++++ Information shown ++++

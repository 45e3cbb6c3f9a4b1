//! Protocols every agent speaks out of the box.

pub mod connections;
pub mod discovery;
pub mod problem_report;
pub mod trust_ping;

use std::sync::Arc;

use dcomm_core::message::SOV_DOC_URI;
use dcomm_core::{HandlerRegistry, ProtocolIdentifierUri, Semver};

pub use connections::ConnectionsHandler;
pub use discovery::DiscoveryHandler;
pub use problem_report::ProblemReportHandler;
pub use trust_ping::TrustPingHandler;

/// `did:sov:...;spec/<name>/<major>.<minor>`.
pub(crate) fn sov_protocol(name: &str, major: u64, minor: u64) -> ProtocolIdentifierUri {
    ProtocolIdentifierUri::new(SOV_DOC_URI, name, Semver::major_minor(major, minor))
}

/// Full message type string for a message of a Sovrin family protocol.
pub(crate) fn sov_type(protocol: &ProtocolIdentifierUri, message: &str) -> String {
    protocol.message_type(message).to_string()
}

/// Registry holding every built-in handler.
pub fn builtin_registry() -> HandlerRegistry {
    HandlerRegistry::builder()
        .register(Arc::new(TrustPingHandler))
        .register(Arc::new(ConnectionsHandler))
        .register(Arc::new(DiscoveryHandler))
        .register(Arc::new(ProblemReportHandler))
        .build()
}
//! Semantic version strings as used in message-type URIs.
//!
//! Accepts `major(.minor(.patch(-prerelease)?(+build)?)?)?`. Partial versions
//! such as `1` or `1.0` are common in protocol identifiers, so minor and patch
//! are optional, but presence is monotonic: patch requires minor, and
//! prerelease/build require patch.
//!
//! Ordering follows SemVer 2.0 precedence with one extension: values that tie
//! on precedence but differ in build metadata still sort deterministically,
//! using the build string as a final tiebreak. [`Semver::cmp_precedence`] gives
//! the pure SemVer comparison that ignores build.

use std::cmp::Ordering;
use std::fmt;
use std::str::FromStr;

use lazy_static::lazy_static;
use regex::Regex;
use serde::{Deserialize, Deserializer, Serialize, Serializer};

use crate::error::{DcommError, DcommResult};

lazy_static! {
    static ref SEMVER_PAT: Regex = Regex::new(concat!(
        r"^(0|[1-9][0-9]*)",
        r"(?:\.(0|[1-9][0-9]*)",
        r"(?:\.(0|[1-9][0-9]*)",
        r"(?:-([0-9A-Za-z-]+(?:\.[0-9A-Za-z-]+)*))?",
        r"(?:\+([0-9A-Za-z-]+(?:\.[0-9A-Za-z-]+)*))?",
        r")?)?$"
    ))
    .expect("valid regex");
}

/// A parsed semantic version. Immutable once parsed.
#[derive(Debug, Clone, PartialEq, Eq, Hash)]
pub struct Semver {
    major: u64,
    minor: Option<u64>,
    patch: Option<u64>,
    prerelease: Option<String>,
    build: Option<String>,
}

impl Semver {
    /// Parse a version string.
    pub fn parse(text: &str) -> DcommResult<Self> {
        let caps = SEMVER_PAT
            .captures(text)
            .ok_or_else(|| DcommError::Format(format!("\"{text}\" is not a valid semver")))?;

        let number = |idx: usize| -> DcommResult<Option<u64>> {
            caps.get(idx)
                .map(|m| {
                    m.as_str().parse::<u64>().map_err(|_| {
                        DcommError::Format(format!("component \"{}\" of \"{text}\" overflows", m.as_str()))
                    })
                })
                .transpose()
        };

        let major = number(1)?.unwrap_or_default();
        let minor = number(2)?;
        let patch = number(3)?;
        let prerelease = caps.get(4).map(|m| m.as_str().to_string());
        let build = caps.get(5).map(|m| m.as_str().to_string());

        for ids in [&prerelease, &build].into_iter().flatten() {
            if let Some(bad) = ids.split('.').find(|seg| has_leading_zero(seg)) {
                return Err(DcommError::Format(format!(
                    "segment \"{bad}\" of \"{text}\" has a leading zero"
                )));
            }
        }

        Ok(Self {
            major,
            minor,
            patch,
            prerelease,
            build,
        })
    }

    /// Build a release version `major.minor.patch`.
    pub fn new(major: u64, minor: u64, patch: u64) -> Self {
        Self {
            major,
            minor: Some(minor),
            patch: Some(patch),
            prerelease: None,
            build: None,
        }
    }

    /// Build the two-part form `major.minor` used by most protocol identifiers.
    pub fn major_minor(major: u64, minor: u64) -> Self {
        Self {
            major,
            minor: Some(minor),
            patch: None,
            prerelease: None,
            build: None,
        }
    }

    pub fn major(&self) -> u64 {
        self.major
    }

    pub fn minor(&self) -> Option<u64> {
        self.minor
    }

    pub fn patch(&self) -> Option<u64> {
        self.patch
    }

    pub fn prerelease(&self) -> Option<&str> {
        self.prerelease.as_deref()
    }

    pub fn build(&self) -> Option<&str> {
        self.build.as_deref()
    }

    /// SemVer precedence, ignoring build metadata.
    pub fn cmp_precedence(&self, other: &Self) -> Ordering {
        self.major
            .cmp(&other.major)
            .then_with(|| self.minor.cmp(&other.minor))
            .then_with(|| self.patch.cmp(&other.patch))
            .then_with(|| match (&self.prerelease, &other.prerelease) {
                (None, None) => Ordering::Equal,
                // A release sorts after any of its prereleases.
                (None, Some(_)) => Ordering::Greater,
                (Some(_), None) => Ordering::Less,
                (Some(a), Some(b)) => cmp_identifiers(a, b),
            })
    }

    /// How safely a component built for `self` can process a message
    /// declared as `other`.
    ///
    /// Returns 0 when incompatible (different major, or major 0 with
    /// differing minor). Otherwise the magnitude counts how much of the
    /// version tuple matches: 1 when only major matches, 2 when minor also
    /// matches, 3 with patch, 4 with prerelease, 5 when identical including
    /// build. The sign is negative when `self` is older than `other`.
    ///
    /// Missing components count as equal, so `1.0` against itself scores 5,
    /// not 2. Peers that score partial versions by the number of components
    /// present will rank candidates differently; both sides of a deployment
    /// need to agree on this ladder.
    pub fn compatible_with(&self, other: &Self) -> i8 {
        if self.major != other.major {
            return 0;
        }
        if self.major == 0 && self.minor != other.minor {
            return 0;
        }
        let magnitude = if self.minor != other.minor {
            1
        } else if self.patch != other.patch {
            2
        } else if self.prerelease != other.prerelease {
            3
        } else if self.build != other.build {
            4
        } else {
            5
        };
        if self.cmp(other) == Ordering::Less {
            -magnitude
        } else {
            magnitude
        }
    }
}

fn has_leading_zero(segment: &str) -> bool {
    segment.len() > 1 && segment.starts_with('0') && segment.bytes().all(|b| b.is_ascii_digit())
}

fn is_numeric(segment: &str) -> bool {
    !segment.is_empty() && segment.bytes().all(|b| b.is_ascii_digit())
}

/// Dot-separated identifier comparison: numeric segments compare by value and
/// sort before alphanumeric ones, alphanumeric segments compare in ASCII order,
/// and a shorter list that is a prefix of a longer one sorts first.
fn cmp_identifiers(a: &str, b: &str) -> Ordering {
    let mut left = a.split('.');
    let mut right = b.split('.');
    loop {
        match (left.next(), right.next()) {
            (None, None) => return Ordering::Equal,
            (None, Some(_)) => return Ordering::Less,
            (Some(_), None) => return Ordering::Greater,
            (Some(x), Some(y)) => {
                let ord = match (is_numeric(x), is_numeric(y)) {
                    // No leading zeros, so length orders numbers of any size.
                    (true, true) => x.len().cmp(&y.len()).then_with(|| x.cmp(y)),
                    (true, false) => Ordering::Less,
                    (false, true) => Ordering::Greater,
                    (false, false) => x.cmp(y),
                };
                if ord != Ordering::Equal {
                    return ord;
                }
            }
        }
    }
}

impl Ord for Semver {
    fn cmp(&self, other: &Self) -> Ordering {
        self.cmp_precedence(other)
            .then_with(|| match (&self.build, &other.build) {
                (None, None) => Ordering::Equal,
                (None, Some(_)) => Ordering::Less,
                (Some(_), None) => Ordering::Greater,
                (Some(a), Some(b)) => cmp_identifiers(a, b),
            })
    }
}

impl PartialOrd for Semver {
    fn partial_cmp(&self, other: &Self) -> Option<Ordering> {
        Some(self.cmp(other))
    }
}

impl fmt::Display for Semver {
    fn fmt(&self, f: &mut fmt::Formatter<'_>) -> fmt::Result {
        write!(f, "{}", self.major)?;
        if let Some(minor) = self.minor {
            write!(f, ".{minor}")?;
        }
        if let Some(patch) = self.patch {
            write!(f, ".{patch}")?;
        }
        if let Some(pre) = &self.prerelease {
            write!(f, "-{pre}")?;
        }
        if let Some(build) = &self.build {
            write!(f, "+{build}")?;
        }
        Ok(())
    }
}

impl FromStr for Semver {
    type Err = DcommError;

    fn from_str(s: &str) -> Result<Self, Self::Err> {
        Self::parse(s)
    }
}

impl Serialize for Semver {
    fn serialize<S: Serializer>(&self, serializer: S) -> Result<S::Ok, S::Error> {
        serializer.collect_str(self)
    }
}

impl<'de> Deserialize<'de> for Semver {
    fn deserialize<D: Deserializer<'de>>(deserializer: D) -> Result<Self, D::Error> {
        let text = String::deserialize(deserializer)?;
        Self::parse(&text).map_err(serde::de::Error::custom)
    }
}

++++

Write down again, exactly as given, only the lines above that fall from the line with "pub use discovery::DiscoveryHandler;" to the line with "pub(crate) fn sov_protocol(name: &str, major: u64, minor: u64)", inclusive.

pub use discovery::DiscoveryHandler;
pub use problem_report::ProblemReportHandler;
pub use trust_ping::TrustPingHandler;

/// `did:sov:...;spec/<name>/<major>.<minor>`.
pub(crate) fn sov_protocol(name: &str, major: u64, minor: u64) -> ProtocolIdentifierUri {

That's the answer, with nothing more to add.